Copy the first line of the material below and every later line through the line containing "Self::new()", without any other output.
---
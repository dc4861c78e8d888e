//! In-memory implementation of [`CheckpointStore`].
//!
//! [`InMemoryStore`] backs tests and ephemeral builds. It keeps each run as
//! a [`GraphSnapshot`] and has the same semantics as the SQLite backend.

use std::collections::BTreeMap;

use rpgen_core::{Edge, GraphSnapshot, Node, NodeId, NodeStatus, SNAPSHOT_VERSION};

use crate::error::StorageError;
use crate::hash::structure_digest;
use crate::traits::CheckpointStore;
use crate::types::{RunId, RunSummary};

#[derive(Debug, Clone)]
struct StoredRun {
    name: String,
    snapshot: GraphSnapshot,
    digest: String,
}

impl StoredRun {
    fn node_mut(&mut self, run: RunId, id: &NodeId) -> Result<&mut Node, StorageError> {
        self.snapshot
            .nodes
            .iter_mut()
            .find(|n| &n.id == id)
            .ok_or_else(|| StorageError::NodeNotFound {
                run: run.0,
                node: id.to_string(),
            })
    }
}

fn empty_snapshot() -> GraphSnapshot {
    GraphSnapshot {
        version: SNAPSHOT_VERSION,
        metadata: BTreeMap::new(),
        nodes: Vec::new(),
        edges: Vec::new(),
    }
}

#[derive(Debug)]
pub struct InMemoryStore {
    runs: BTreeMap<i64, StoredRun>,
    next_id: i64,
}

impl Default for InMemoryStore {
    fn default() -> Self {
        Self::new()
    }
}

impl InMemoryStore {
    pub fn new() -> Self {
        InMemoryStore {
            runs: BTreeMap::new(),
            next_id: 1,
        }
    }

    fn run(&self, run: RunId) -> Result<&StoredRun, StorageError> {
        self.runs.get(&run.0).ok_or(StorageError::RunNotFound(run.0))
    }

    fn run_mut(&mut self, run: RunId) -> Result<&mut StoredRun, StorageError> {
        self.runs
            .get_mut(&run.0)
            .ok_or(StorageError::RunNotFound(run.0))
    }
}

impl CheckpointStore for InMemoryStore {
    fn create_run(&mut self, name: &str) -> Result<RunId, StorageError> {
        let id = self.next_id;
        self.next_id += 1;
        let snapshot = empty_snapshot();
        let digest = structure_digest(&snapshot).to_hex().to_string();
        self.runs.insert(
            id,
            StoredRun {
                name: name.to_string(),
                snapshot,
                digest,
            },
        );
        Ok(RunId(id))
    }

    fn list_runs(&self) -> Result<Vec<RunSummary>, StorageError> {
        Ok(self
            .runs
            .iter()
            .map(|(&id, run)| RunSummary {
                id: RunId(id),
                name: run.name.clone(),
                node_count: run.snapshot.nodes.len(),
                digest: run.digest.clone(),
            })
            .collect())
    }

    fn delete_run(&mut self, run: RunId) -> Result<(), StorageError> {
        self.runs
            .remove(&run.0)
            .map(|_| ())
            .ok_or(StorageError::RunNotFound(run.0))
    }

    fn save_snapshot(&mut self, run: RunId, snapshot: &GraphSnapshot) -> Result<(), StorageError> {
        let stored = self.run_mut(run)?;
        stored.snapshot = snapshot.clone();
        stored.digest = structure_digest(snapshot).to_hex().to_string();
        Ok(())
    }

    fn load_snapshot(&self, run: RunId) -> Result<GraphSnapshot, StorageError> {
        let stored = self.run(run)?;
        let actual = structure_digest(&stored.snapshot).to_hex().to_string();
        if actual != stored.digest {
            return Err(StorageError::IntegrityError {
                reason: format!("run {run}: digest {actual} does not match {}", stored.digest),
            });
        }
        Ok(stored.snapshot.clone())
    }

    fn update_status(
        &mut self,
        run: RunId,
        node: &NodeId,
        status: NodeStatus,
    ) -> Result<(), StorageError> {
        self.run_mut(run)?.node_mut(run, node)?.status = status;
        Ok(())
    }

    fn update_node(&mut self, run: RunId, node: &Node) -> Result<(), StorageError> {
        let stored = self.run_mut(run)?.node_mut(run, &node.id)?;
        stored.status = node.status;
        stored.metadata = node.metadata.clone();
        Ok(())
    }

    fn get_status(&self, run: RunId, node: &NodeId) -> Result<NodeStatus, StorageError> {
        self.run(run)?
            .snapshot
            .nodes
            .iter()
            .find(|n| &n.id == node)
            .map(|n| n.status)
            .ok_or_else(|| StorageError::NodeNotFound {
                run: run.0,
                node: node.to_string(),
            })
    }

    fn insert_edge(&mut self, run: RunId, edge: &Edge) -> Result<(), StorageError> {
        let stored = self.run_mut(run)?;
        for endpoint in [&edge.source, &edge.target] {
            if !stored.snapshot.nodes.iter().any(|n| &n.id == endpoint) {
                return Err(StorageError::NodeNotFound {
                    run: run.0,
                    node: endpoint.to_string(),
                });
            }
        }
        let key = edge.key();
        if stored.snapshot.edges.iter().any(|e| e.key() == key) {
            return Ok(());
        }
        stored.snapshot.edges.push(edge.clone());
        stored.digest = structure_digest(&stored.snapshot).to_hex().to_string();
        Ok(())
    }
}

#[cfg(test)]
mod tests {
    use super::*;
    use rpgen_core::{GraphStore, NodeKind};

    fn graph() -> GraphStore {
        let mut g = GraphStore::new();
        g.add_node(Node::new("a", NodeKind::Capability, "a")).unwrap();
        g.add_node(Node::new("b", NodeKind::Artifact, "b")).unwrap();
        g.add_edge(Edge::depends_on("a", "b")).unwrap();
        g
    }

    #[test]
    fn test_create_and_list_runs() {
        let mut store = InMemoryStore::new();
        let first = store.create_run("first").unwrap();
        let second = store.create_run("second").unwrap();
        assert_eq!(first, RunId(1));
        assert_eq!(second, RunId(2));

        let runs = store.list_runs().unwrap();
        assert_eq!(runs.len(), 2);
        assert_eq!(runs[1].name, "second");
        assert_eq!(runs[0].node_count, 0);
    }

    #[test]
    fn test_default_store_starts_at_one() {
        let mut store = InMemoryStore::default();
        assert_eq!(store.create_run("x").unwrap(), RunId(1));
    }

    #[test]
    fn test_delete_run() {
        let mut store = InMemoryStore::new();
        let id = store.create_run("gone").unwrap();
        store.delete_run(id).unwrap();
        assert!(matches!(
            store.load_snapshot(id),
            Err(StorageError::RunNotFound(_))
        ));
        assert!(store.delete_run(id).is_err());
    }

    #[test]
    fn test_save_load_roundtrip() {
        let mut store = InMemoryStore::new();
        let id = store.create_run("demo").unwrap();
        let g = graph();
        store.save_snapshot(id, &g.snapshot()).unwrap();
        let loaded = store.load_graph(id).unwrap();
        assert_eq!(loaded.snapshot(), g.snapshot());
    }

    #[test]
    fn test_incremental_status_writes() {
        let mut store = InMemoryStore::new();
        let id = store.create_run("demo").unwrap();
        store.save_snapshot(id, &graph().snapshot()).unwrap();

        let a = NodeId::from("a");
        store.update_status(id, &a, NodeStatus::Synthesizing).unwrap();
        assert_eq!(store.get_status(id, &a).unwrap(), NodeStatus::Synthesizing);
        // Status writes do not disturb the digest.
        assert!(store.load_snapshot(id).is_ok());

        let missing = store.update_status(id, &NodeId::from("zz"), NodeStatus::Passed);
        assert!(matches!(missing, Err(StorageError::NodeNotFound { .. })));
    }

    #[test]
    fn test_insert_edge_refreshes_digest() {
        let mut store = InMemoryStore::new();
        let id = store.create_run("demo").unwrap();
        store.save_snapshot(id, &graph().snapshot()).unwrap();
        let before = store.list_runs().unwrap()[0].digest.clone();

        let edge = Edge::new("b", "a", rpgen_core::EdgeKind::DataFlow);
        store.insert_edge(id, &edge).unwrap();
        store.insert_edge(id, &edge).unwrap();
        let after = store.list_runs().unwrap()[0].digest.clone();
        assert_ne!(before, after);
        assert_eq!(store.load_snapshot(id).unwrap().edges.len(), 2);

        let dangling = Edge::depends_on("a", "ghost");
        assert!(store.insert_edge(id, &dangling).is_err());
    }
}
---
▶ [Result of the task]
repository dc4861c78e8d888e
//! In-memory implementation of [`CheckpointStore`].
//!
//! [`InMemoryStore`] backs tests and ephemeral builds. It keeps each run as
//! a [`GraphSnapshot`] and has the same semantics as the SQLite backend.

use std::collections::BTreeMap;

use rpgen_core::{Edge, GraphSnapshot, Node, NodeId, NodeStatus, SNAPSHOT_VERSION};

use crate::error::StorageError;
use crate::hash::structure_digest;
use crate::traits::CheckpointStore;
use crate::types::{RunId, RunSummary};

#[derive(Debug, Clone)]
struct StoredRun {
    name: String,
    snapshot: GraphSnapshot,
    digest: String,
}

impl StoredRun {
    fn node_mut(&mut self, run: RunId, id: &NodeId) -> Result<&mut Node, StorageError> {
        self.snapshot
            .nodes
            .iter_mut()
            .find(|n| &n.id == id)
            .ok_or_else(|| StorageError::NodeNotFound {
                run: run.0,
                node: id.to_string(),
            })
    }
}

fn empty_snapshot() -> GraphSnapshot {
    GraphSnapshot {
        version: SNAPSHOT_VERSION,
        metadata: BTreeMap::new(),
        nodes: Vec::new(),
        edges: Vec::new(),
    }
}

#[derive(Debug)]
pub struct InMemoryStore {
    runs: BTreeMap<i64, StoredRun>,
    next_id: i64,
}

impl Default for InMemoryStore {
    fn default() -> Self {
        Self::new()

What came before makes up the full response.